I graduated with my MPH from Boston University (BU) School of Public Health in January of 2008. At that time I was working on a public health research project at BU, an occupational health screening project for former workers of Department of Energy Laboratories.

While I loved my job, I wanted something with more clinical exposure, in an environment where I could “give back”. I initially searched for volunteer opportunities, but eventually came across the AmeriCorps program called Community HealthCorps. The program operating through the Massachusetts League of Community Health Centers was a perfect fit.

I serve on targeted outreach efforts, such as blood pressure and cholesterol screenings for at-risk community members, insurance enrollment, food pantry visits, and teaching community classes on healthy lifestyles. In addition, I help patients to better manage chronic diseases such as diabetes, asthma and chronic pain so that they may have a better quality of life.

My AmeriCorps year has been one of the best, and most difficult, years in my life. I have been so fortunate to be at such a wonderful health center, where each day brings new challenges and new rewards. As a Community HealthCorps member, I have been exposed to all areas of health center, and have been given the opportunity to engage with a diverse patient population and community.

When I began the year I never imagined that I would have had the opportunities to be involved in the kinds of projects I’ve completed. My experience as an AmeriCorps member has allowed me to serve my community and better understand the underserved patient experience, while growing personally and professionally. Overall, the experience has reinforced my desire to become a primary care physician and work in a community health center, and I will use my education award to do just that.

One of my most notable Americorps experiences was with the Health MOVES van, a health screening, outreach project affiliated with Northeastern University. Nurses and nursing students use the van as an educational and research tool, while also serving Boston and surrounding communities. They offer HIV testing and counseling; testing for other STI’s, Hepatitis C and TB; vaccination for Hepatitis A and B; and flu shots. While it is an education experience for the students, the mission of the van is to bring health care to the normal underserved and hard to reach population. This includes homeless and migrant, injection drug users, or any individual seeking health services free of charge.

The goal was to make sure each of the participant’s needs were fulfilled. One example of was of a Mandarin speaking participant who came in with his sister to translate for him. He had only been in the country for 18 days, and we were able to set him up with health coverage. His health condition turned out to be severe and he was referred to a health center for a same day appointment.

Throughout the day I held witness to a roomful of dedicated, compassionate people.
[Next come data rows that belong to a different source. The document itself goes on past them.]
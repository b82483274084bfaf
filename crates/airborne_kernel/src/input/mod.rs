//! Input events and the priority-ordered dispatch chain

pub mod binding;
pub mod event;
pub mod handler;
pub mod manager;

pub use binding::{ActionBinding, ActionBindingRegistry, ActionInputHandler, AxisDirection, InputBinding};
pub use event::{InputEvent, InputSource, KeyModifiers, DEFAULT_AXIS_THRESHOLD};
pub use handler::{InputHandler, DEFAULT_CONTROLS_PRIORITY, MODAL_PRIORITY, PANEL_PRIORITY};
pub use manager::{InputHandlerInfo, InputHandlerManager};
From registration to the exit satisfaction survey, the participants were cared for and treated respectfully by the staff. For this population, their own health care may be the least of their worries. This project brought health services out to them. When you pair health screening and insurance enrollment, with follow up appointment scheduling there is a chance to provide complete care, a person finds a medical home.

My Community HealthCorps experience has opened my eye to all aspects of health care in a community health center. I have learned that caring for an individual takes a community, because many resources come into play. This health van was an opportunity to see it all come together.
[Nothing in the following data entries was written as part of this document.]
//! Fixed-timestep game loop.
//!
//! Wall-clock time feeds an accumulator that is spent in fixed physics steps
//! of `1 / physics_hz` seconds, so plugin updates always see the same `dt`
//! regardless of frame rate. Each frame:
//!
//! 1. measure the elapsed wall time;
//! 2. unless paused, add it to the accumulator;
//! 3. clamp the accumulator to `max_catch_up_steps` steps, dropping the rest;
//! 4. run one [`PluginLoader::update_physics`] per whole step;
//! 5. unless paused, drain up to `message_budget` queued messages;
//! 6. sleep out the rest of the target frame interval.

use crate::builder::PluginSpec;
use crate::context::Services;
use crate::error::ConfigError;
use crate::loader::PluginLoader;
use crate::messaging::{MessageQueue, DEFAULT_MESSAGE_BUDGET};
use crate::Result;
use std::sync::atomic::{AtomicBool, Ordering};
use std::sync::Arc;
use std::time::{Duration, Instant};
use tracing::{debug, info, warn};

/// Tolerance for accumulator comparisons
const STEP_EPSILON: f64 = 1e-9;

/// Timing and budget settings for the loop
#[derive(Debug, Clone, Copy, PartialEq)]
pub struct LoopSettings {
    /// Frame rate cap; `0` disables the cap
    pub target_fps: f64,
    /// Fixed physics update rate
    pub physics_hz: f64,
    /// Messages drained per frame
    pub message_budget: usize,
    /// Accumulator ceiling, in physics steps
    pub max_catch_up_steps: u32,
}

impl Default for LoopSettings {
    fn default() -> Self {
        Self {
            target_fps: 60.0,
            physics_hz: 60.0,
            message_budget: DEFAULT_MESSAGE_BUDGET,
            max_catch_up_steps: 5,
        }
    }
}

impl LoopSettings {
    /// Fixed physics step in seconds
    pub fn physics_dt(&self) -> f64 {
        1.0 / self.physics_hz
    }

    /// Target frame duration, `None` when uncapped
    pub fn frame_interval(&self) -> Option<Duration> {
        (self.target_fps > 0.0).then(|| Duration::from_secs_f64(1.0 / self.target_fps))
    }

    pub fn validate(&self) -> Result<(), ConfigError> {
        if !(self.physics_hz.is_finite() && self.physics_hz > 0.0) {
            return Err(ConfigError::InvalidSetting {
                field: "physics_hz",
                reason: format!("must be a positive number, got {}", self.physics_hz),
            });
        }
        if !(self.target_fps.is_finite() && self.target_fps >= 0.0) {
            return Err(ConfigError::InvalidSetting {
                field: "target_fps",
                reason: format!("must be zero or positive, got {}", self.target_fps),
            });
        }
        if self.message_budget == 0 {
            return Err(ConfigError::InvalidSetting {
                field: "message_budget",
                reason: "must be greater than 0".to_string(),
            });
        }
        if self.max_catch_up_steps == 0 {
            return Err(ConfigError::InvalidSetting {
                field: "max_catch_up_steps",
                reason: "must be greater than 0".to_string(),
            });
        }
        Ok(())
    }
}

/// Clonable control surface for a running loop.
///
/// Requests take effect at the next frame boundary (stop) or step boundary
/// (pause), so they are safe to issue from signal handlers, other threads or
/// plugin callbacks.
#[derive(Debug, Clone, Default)]
pub struct LoopHandle {
    running: Arc<AtomicBool>,
    stop_requested: Arc<AtomicBool>,
    paused: Arc<AtomicBool>,
    resume_requested: Arc<AtomicBool>,
}

impl LoopHandle {
    pub fn stop(&self) {
        self.stop_requested.store(true, Ordering::SeqCst);
    }

    pub fn pause(&self) {
        self.paused.store(true, Ordering::SeqCst);
    }

    pub fn resume(&self) {
        if self.paused.swap(false, Ordering::SeqCst) {
            self.resume_requested.store(true, Ordering::SeqCst);
        }
    }

    pub fn is_running(&self) -> bool {
        self.running.load(Ordering::SeqCst)
    }

    pub fn is_paused(&self) -> bool {
        self.paused.load(Ordering::SeqCst)
    }

    pub fn is_stop_requested(&self) -> bool {
        self.stop_requested.load(Ordering::SeqCst)
    }
}

/// What one frame did
#[derive(Debug, Clone, Copy, PartialEq, Default)]
pub struct FrameReport {
    /// Wall time fed into this frame, in seconds
    pub elapsed: f64,
    pub physics_steps: u32,
    pub messages_processed: usize,
    /// The accumulator hit its ceiling and simulated time was dropped
    pub clamped: bool,
    pub paused: bool,
}

#[derive(Debug, Default)]
struct FpsCounter {
    frames: u32,
    window: f64,
    fps: f64,
}

impl FpsCounter {
    fn record(&mut self, elapsed: f64) {
        self.frames += 1;
        self.window += elapsed;
        if self.window >= 1.0 {
            self.fps = f64::from(self.frames) / self.window;
            self.frames = 0;
            self.window = 0.0;
        }
    }
}

/// Drives plugins at a fixed physics rate and drains the message queue
pub struct GameLoop {
    loader: PluginLoader,
    queue: Arc<MessageQueue>,
    settings: LoopSettings,
    handle: LoopHandle,
    accumulator: f64,
    last_frame: Option<Instant>,
    fps: FpsCounter,
    frame_count: u64,
    simulated_time: f64,
}

impl GameLoop {
    /// Take ownership of `loader` and start every plugin it has loaded
    pub fn new(mut loader: PluginLoader, settings: LoopSettings) -> Self {
        loader.start_all();
        let queue = loader.services().message_queue.clone();
        Self {
            loader,
            queue,
            settings,
            handle: LoopHandle::default(),
            accumulator: 0.0,
            last_frame: None,
            fps: FpsCounter::default(),
            frame_count: 0,
            simulated_time: 0.0,
        }
    }

    pub fn handle(&self) -> LoopHandle {
        self.handle.clone()
    }

    pub fn settings(&self) -> &LoopSettings {
        &self.settings
    }

    pub fn services(&self) -> &Services {
        self.loader.services()
    }

    pub fn loader(&self) -> &PluginLoader {
        &self.loader
    }

    pub fn loader_mut(&mut self) -> &mut PluginLoader {
        &mut self.loader
    }

    /// Load a plugin while the loop exists and put it straight into the update set
    pub fn load_plugin(&mut self, spec: PluginSpec) -> Result<()> {
        let instance_id = spec.instance_id.clone();
        self.loader.load(spec)?;
        self.loader.start(&instance_id)
    }

    /// Seconds of unsimulated time carried to the next frame
    pub fn accumulator(&self) -> f64 {
        self.accumulator
    }

    /// Frames per second over the last full one-second window
    pub fn fps(&self) -> f64 {
        self.fps.fps
    }

    pub fn frame_count(&self) -> u64 {
        self.frame_count
    }

    /// Total simulated seconds
    pub fn simulated_time(&self) -> f64 {
        self.simulated_time
    }

    pub fn is_running(&self) -> bool {
        self.handle.is_running()
    }

    pub fn is_paused(&self) -> bool {
        self.handle.is_paused()
    }

    /// Stop at the next frame boundary
    pub fn stop(&self) {
        self.handle.stop();
    }

    pub fn pause(&self) {
        if !self.handle.is_paused() {
            info!("⏸️ Simulation paused");
        }
        self.handle.pause();
    }

    /// Resume and discard accumulated time. No-op unless paused.
    pub fn resume(&mut self) {
        if self.handle.is_paused() {
            self.handle.resume();
            self.apply_resume();
        }
    }

    fn apply_resume(&mut self) {
        self.handle.resume_requested.store(false, Ordering::SeqCst);
        self.accumulator = 0.0;
        self.last_frame = None;
        info!("▶️ Simulation resumed");
    }

    /// Run one frame using the wall time since the previous frame
    pub fn frame(&mut self) -> FrameReport {
        let now = Instant::now();
        let elapsed = self
            .last_frame
            .map(|previous| now.duration_since(previous).as_secs_f64())
            .unwrap_or(0.0);
        self.last_frame = Some(now);
        self.advance(elapsed)
    }

    /// Run one frame as if `elapsed` seconds of wall time had passed
    pub fn advance(&mut self, elapsed: f64) -> FrameReport {
        if self.handle.resume_requested.load(Ordering::SeqCst) {
            self.apply_resume();
        }

        let elapsed = if elapsed.is_finite() { elapsed.max(0.0) } else { 0.0 };
        self.frame_count += 1;
        self.fps.record(elapsed);

        let mut report = FrameReport {
            elapsed,
            paused: self.handle.is_paused(),
            ..FrameReport::default()
        };
        if report.paused {
            return report;
        }

        let step = self.settings.physics_dt();
        self.accumulator += elapsed;

        let ceiling = step * f64::from(self.settings.max_catch_up_steps);
        if self.accumulator > ceiling + STEP_EPSILON {
            warn!(
                "⚠️ Frame took {:.3}s, dropping {:.3}s of simulated time",
                elapsed,
                self.accumulator - ceiling
            );
            self.accumulator = ceiling;
            report.clamped = true;
        }

        while self.accumulator + STEP_EPSILON >= step {
            if self.handle.is_paused() {
                report.paused = true;
                break;
            }
            self.loader.update_physics(step);
            self.accumulator -= step;
            self.simulated_time += step;
            report.physics_steps += 1;
        }
        if self.accumulator.abs() < STEP_EPSILON {
            self.accumulator = 0.0;
        }

        if !report.paused {
            report.messages_processed = self
                .queue
                .process_with(self.settings.message_budget, &mut self.loader);
        }

        debug!(
            "🎞️ Frame {}: {} step(s), {} message(s)",
            self.frame_count, report.physics_steps, report.messages_processed
        );
        report
    }

    /// Run frames until stopped, capping the frame rate. Returns frames run.
    pub fn run(&mut self) -> u64 {
        self.run_for(None)
    }

    /// Like [`GameLoop::run`] but ends after `max_frames` frames when given
    pub fn run_for(&mut self, max_frames: Option<u64>) -> u64 {
        self.handle.running.store(true, Ordering::SeqCst);
        self.last_frame = None;
        info!(
            "🚀 Game loop started: {} Hz physics, {} fps target",
            self.settings.physics_hz, self.settings.target_fps
        );

        let mut frames = 0u64;
        while !self.handle.is_stop_requested() && max_frames.map_or(true, |max| frames < max) {
            let frame_start = Instant::now();
            self.frame();
            frames += 1;

            if let Some(interval) = self.settings.frame_interval() {
                let spent = frame_start.elapsed();
                if spent < interval {
                    std::thread::sleep(interval - spent);
                }
            }
        }

        self.handle.stop_requested.store(false, Ordering::SeqCst);
        self.handle.running.store(false, Ordering::SeqCst);
        info!(
            "🛑 Game loop stopped after {} frame(s), {:.2}s simulated",
            frames, self.simulated_time
        );
        frames
    }

    /// Unload every plugin in reverse load order
    pub fn shutdown(&mut self) {
        self.handle.stop();
        self.loader.shutdown_all();
    }
}

impl std::fmt::Debug for GameLoop {
    fn fmt(&self, f: &mut std::fmt::Formatter<'_>) -> std::fmt::Result {
        f.debug_struct("GameLoop")
            .field("settings", &self.settings)
            .field("accumulator", &self.accumulator)
            .field("frame_count", &self.frame_count)
            .field("paused", &self.handle.is_paused())
            .finish()
    }
}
I am very excited about United We Serve Health Week and National Health Center Week. Since I have a passion for service and have set out to become a public health professional, any kind of “health service week” gets me excited. I think it is a great time to recognize and honor those who work and serve in community health centers. Along with our outreach team, I have helped plan National Health Center Week and United We Serve events for some time. We hope for it to be a week of thanking staff, honoring patients and engaging the community in volunteer and service opportunities.

We are going to have a table at a different Manet Community Health Center site each day of the week with health education, a quiz game, give-a-ways, health snacks, and reach out and read books and information, and patient satisfaction surveys.

For more information about Community HealthCorps, please visit www.communityhealthcorps.org. You may also follow us on Twitter: www.twitter.com/CommHealthCorps and become a fan of ours on Facebook: www.facebook.com/communityhealthcorps.

Visit NACHC’s site http://www.healthcenterweek.com/to find out about Health Center Week events near you.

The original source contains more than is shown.